=== Begin Enclosure ===

use std::path::{Path, PathBuf};

use glam::DVec2;

use crate::error::Error;
use crate::geometry::Shape;
use crate::numerics::linear::LinearSolveParams;

/// Immersed-boundary discretization variant. Only the ghost-cell method is
/// implemented; the other names are recognized so a case file naming them
/// fails with a clear message instead of a parse error.
#[derive(Clone, Copy, Debug, PartialEq, Eq, Default)]
pub enum IbMethod {
    Step,
    #[default]
    GhostCell,
    Quadratic,
    HighOrder,
}

impl IbMethod {
    pub fn parse(s: &str) -> Result<Self, Error> {
        match s.to_ascii_lowercase().as_str() {
            "step" => Ok(IbMethod::Step),
            "ghost-cell" => Ok(IbMethod::GhostCell),
            "quadratic" => Ok(IbMethod::Quadratic),
            "high-order" => Ok(IbMethod::HighOrder),
            other => Err(Error::InvalidConfiguration(format!(
                "invalid immersed boundary method \"{other}\""
            ))),
        }
    }
}

#[derive(Clone, Debug)]
pub enum GeometryConfig {
    Circle {
        center: DVec2,
        radius: f64,
    },
    Box {
        center: DVec2,
        width: f64,
        height: f64,
    },
    /// Vertex file, one `x y` pair per line, translated so the polygon
    /// centroid lands on `center`.
    PolygonFile {
        center: DVec2,
        file: PathBuf,
    },
    Polygon {
        verts: Vec<DVec2>,
    },
}

impl GeometryConfig {
    fn with_center(&self, center: DVec2) -> Result<Self, Error> {
        match self {
            GeometryConfig::Circle { radius, .. } => Ok(GeometryConfig::Circle {
                center,
                radius: *radius,
            }),
            GeometryConfig::Box { width, height, .. } => Ok(GeometryConfig::Box {
                center,
                width: *width,
                height: *height,
            }),
            GeometryConfig::PolygonFile { file, .. } => Ok(GeometryConfig::PolygonFile {
                center,
                file: file.clone(),
            }),
            GeometryConfig::Polygon { .. } => Err(Error::InvalidConfiguration(
                "inline polygon geometry cannot be repositioned in an array".to_string(),
            )),
        }
    }
}

#[derive(Clone, Debug)]
pub struct ShapeConfig {
    pub geometry: GeometryConfig,
    /// Scale factor about the centroid, applied after construction.
    pub scale: Option<f64>,
    /// Rotation in degrees about the centroid. Boxes become polygons at
    /// construction, so rotation applies uniformly.
    pub rotate_degrees: Option<f64>,
}

impl ShapeConfig {
    pub fn new(geometry: GeometryConfig) -> Self {
        Self {
            geometry,
            scale: None,
            rotate_degrees: None,
        }
    }

    pub fn build(&self) -> Result<Shape, Error> {
        let mut shape = match &self.geometry {
            GeometryConfig::Circle { center, radius } => Shape::circle(*center, *radius)?,
            GeometryConfig::Box {
                center,
                width,
                height,
            } => {
                if *width <= 0.0 || *height <= 0.0 {
                    return Err(Error::InvalidConfiguration(format!(
                        "box dimensions must be positive, got {width} x {height}"
                    )));
                }
                let (hw, hh) = (width / 2.0, height / 2.0);
                Shape::polygon(vec![
                    *center + DVec2::new(-hw, -hh),
                    *center + DVec2::new(hw, -hh),
                    *center + DVec2::new(hw, hh),
                    *center + DVec2::new(-hw, hh),
                ])?
            }
            GeometryConfig::PolygonFile { center, file } => {
                let verts = load_polygon_file(file)?;
                let mut shape = Shape::polygon(verts)?;
                shape.move_to(*center);
                shape
            }
            GeometryConfig::Polygon { verts } => Shape::polygon(verts.clone())?,
        };

        if let Some(factor) = self.scale {
            shape.scale(factor);
        }
        if let Some(deg) = self.rotate_degrees {
            shape.rotate(deg.to_radians());
        }
        Ok(shape)
    }
}

#[derive(Clone, Debug, Default)]
pub enum MotionConfig {
    #[default]
    None,
    Translating {
        velocity: DVec2,
        acceleration: DVec2,
    },
    Oscillating {
        frequency: DVec2,
        amplitude: DVec2,
        phase: DVec2,
    },
    SolidBody {
        velocity: DVec2,
    },
}

#[derive(Clone, Copy, Debug, PartialEq, Eq)]
pub enum FieldBcType {
    Fixed,
    NormalGradient,
    /// Reserved: rejected at startup until implemented.
    PartialSlip,
}

impl FieldBcType {
    pub fn parse(s: &str) -> Result<Self, Error> {
        match s {
            "fixed" => Ok(FieldBcType::Fixed),
            "normal_gradient" => Ok(FieldBcType::NormalGradient),
            "partial_slip" => Ok(FieldBcType::PartialSlip),
            other => Err(Error::InvalidConfiguration(format!(
                "unrecognized boundary type \"{other}\""
            ))),
        }
    }
}

#[derive(Clone, Copy, Debug)]
pub struct FieldBcConfig {
    pub bc_type: FieldBcType,
    pub value: f64,
}

/// One `ImmersedBoundaries.<name>` section.
#[derive(Clone, Debug)]
pub struct IbObjectConfig {
    pub name: String,
    pub method: IbMethod,
    pub shape: ShapeConfig,
    pub rho: f64,
    pub motion: MotionConfig,
    pub field_bcs: Vec<(String, FieldBcConfig)>,
}

impl IbObjectConfig {
    pub fn new(name: impl Into<String>, shape: ShapeConfig) -> Self {
        Self {
            name: name.into(),
            method: IbMethod::GhostCell,
            shape,
            rho: 0.0,
            motion: MotionConfig::None,
            field_bcs: Vec::new(),
        }
    }

    pub fn with_rho(mut self, rho: f64) -> Self {
        self.rho = rho;
        self
    }

    pub fn with_motion(mut self, motion: MotionConfig) -> Self {
        self.motion = motion;
        self
    }

    pub fn with_field_bc(
        mut self,
        field: impl Into<String>,
        bc_type: FieldBcType,
        value: f64,
    ) -> Self {
        self.field_bcs
            .push((field.into(), FieldBcConfig { bc_type, value }));
        self
    }
}

/// `ImmersedBoundaryArray`: a rectangular grid of identical bodies expanded
/// from one prototype, named `<name>_<i>_<j>`.
#[derive(Clone, Debug)]
pub struct IbArrayConfig {
    pub shape_i: usize,
    pub shape_j: usize,
    pub anchor: DVec2,
    pub spacing: DVec2,
    pub prototype: IbObjectConfig,
}

impl IbArrayConfig {
    pub fn expand(&self) -> Result<Vec<IbObjectConfig>, Error> {
        let mut out = Vec::with_capacity(self.shape_i * self.shape_j);
        for j in 0..self.shape_j {
            for i in 0..self.shape_i {
                let center = self.anchor
                    + DVec2::new(self.spacing.x * i as f64, self.spacing.y * j as f64);
                let mut cfg = self.prototype.clone();
                cfg.name = format!("{}_{}_{}", self.prototype.name, i, j);
                cfg.shape.geometry = cfg.shape.geometry.with_center(center)?;
                out.push(cfg);
            }
        }
        Ok(out)
    }
}

#[derive(Clone, Copy, Debug)]
pub struct CollisionConfig {
    pub stiffness: f64,
    pub range: f64,
}

impl Default for CollisionConfig {
    fn default() -> Self {
        Self {
            stiffness: 1e-4,
            range: 0.0,
        }
    }
}

/// The complete `ImmersedBoundaries` section of a case.
#[derive(Clone, Debug, Default)]
pub struct IbConfig {
    pub objects: Vec<IbObjectConfig>,
    pub array: Option<IbArrayConfig>,
    pub collisions: Option<CollisionConfig>,
}

/// Fluid properties and run controls for a case.
#[derive(Clone, Debug)]
pub struct CaseConfig {
    pub rho: f64,
    pub mu: f64,
    pub gravity: DVec2,
    pub max_cfl: f64,
    pub initial_dt: f64,
    pub max_dt: f64,
    pub linear: LinearSolveParams,
}

impl Default for CaseConfig {
    fn default() -> Self {
        Self {
            rho: 1.0,
            mu: 1.0,
            gravity: DVec2::ZERO,
            max_cfl: 0.5,
            initial_dt: 1e-3,
            max_dt: 1e-2,
            linear: LinearSolveParams::default(),
        }
    }
}

/// Read polygon vertices from an ASCII file, one `x y` pair per line. The
/// closing edge from the last vertex back to the first is implicit, and the
/// winding is corrected to CCW at shape construction.
pub fn load_polygon_file(path: impl AsRef<Path>) -> Result<Vec<DVec2>, Error> {
    let path = path.as_ref();
    let text = std::fs::read_to_string(path).map_err(|e| {
        Error::InvalidConfiguration(format!("failed to open polygon file {path:?}: {e}"))
    })?;

    let mut verts = Vec::new();
    for (lineno, line) in text.lines().enumerate() {
        let line = line.trim();
        if line.is_empty() {
            continue;
        }
        let mut it = line.split_whitespace();
        let parse = |tok: Option<&str>| -> Result<f64, Error> {
            tok.and_then(|t| t.parse::<f64>().ok()).ok_or_else(|| {
                Error::InvalidConfiguration(format!(
                    "malformed polygon file {path:?} at line {}",
                    lineno + 1
                ))
            })
        };
        let x = parse(it.next())?;
        let y = parse(it.next())?;
        verts.push(DVec2::new(x, y));
    }
    Ok(verts)
}

#[cfg(test)]
mod tests {
    use super::*;

    #[test]
    fn method_names_parse() {
        assert_eq!(IbMethod::parse("ghost-cell").unwrap(), IbMethod::GhostCell);
        assert_eq!(IbMethod::parse("STEP").unwrap(), IbMethod::Step);
        assert!(IbMethod::parse("spectral").is_err());
    }

    #[test]
    fn rotated_box_becomes_a_diamond() {
        let mut cfg = ShapeConfig::new(GeometryConfig::Box {
            center: DVec2::new(1.0, 1.0),
            width: 1.0,
            height: 1.0,
        });
        cfg.rotate_degrees = Some(45.0);
        let shape = cfg.build().unwrap();
        // Corners land on the axes through the center
        assert!(shape.is_inside(DVec2::new(1.0, 1.65)));
        assert!(!shape.is_inside(DVec2::new(1.45, 1.45)));
    }

    #[test]
    fn array_expansion_names_and_positions() {
        let proto = IbObjectConfig::new(
            "grain",
            ShapeConfig::new(GeometryConfig::Circle {
                center: DVec2::ZERO,
                radius: 0.1,
            }),
        );
        let array = IbArrayConfig {
            shape_i: 3,
            shape_j: 2,
            anchor: DVec2::new(1.0, 1.0),
            spacing: DVec2::new(0.5, 0.4),
            prototype: proto,
        };
        let bodies = array.expand().unwrap();
        assert_eq!(bodies.len(), 6);
        assert_eq!(bodies[0].name, "grain_0_0");
        assert_eq!(bodies[5].name, "grain_2_1");
        let shape = bodies[4].shape.build().unwrap();
        assert!((shape.centroid() - DVec2::new(1.5, 1.4)).length() < 1e-12);
    }

    #[test]
    fn polygon_file_roundtrip() {
        let dir = std::env::temp_dir().join("ibfvm_polygon_test");
        std::fs::create_dir_all(&dir).unwrap();
        let path = dir.join("tri.dat");
        std::fs::write(&path, "0.0 0.0\n1.0 0.0\n0.5 1.0\n").unwrap();

        let verts = load_polygon_file(&path).unwrap();
        assert_eq!(verts.len(), 3);
        assert!((verts[2] - DVec2::new(0.5, 1.0)).length() < 1e-12);

        std::fs::remove_file(&path).ok();
    }
}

=== End Enclosure ===

** Task requirements **
The number alone, please: how many lines in the data contain the string "implemented"?

** Output of the task **
2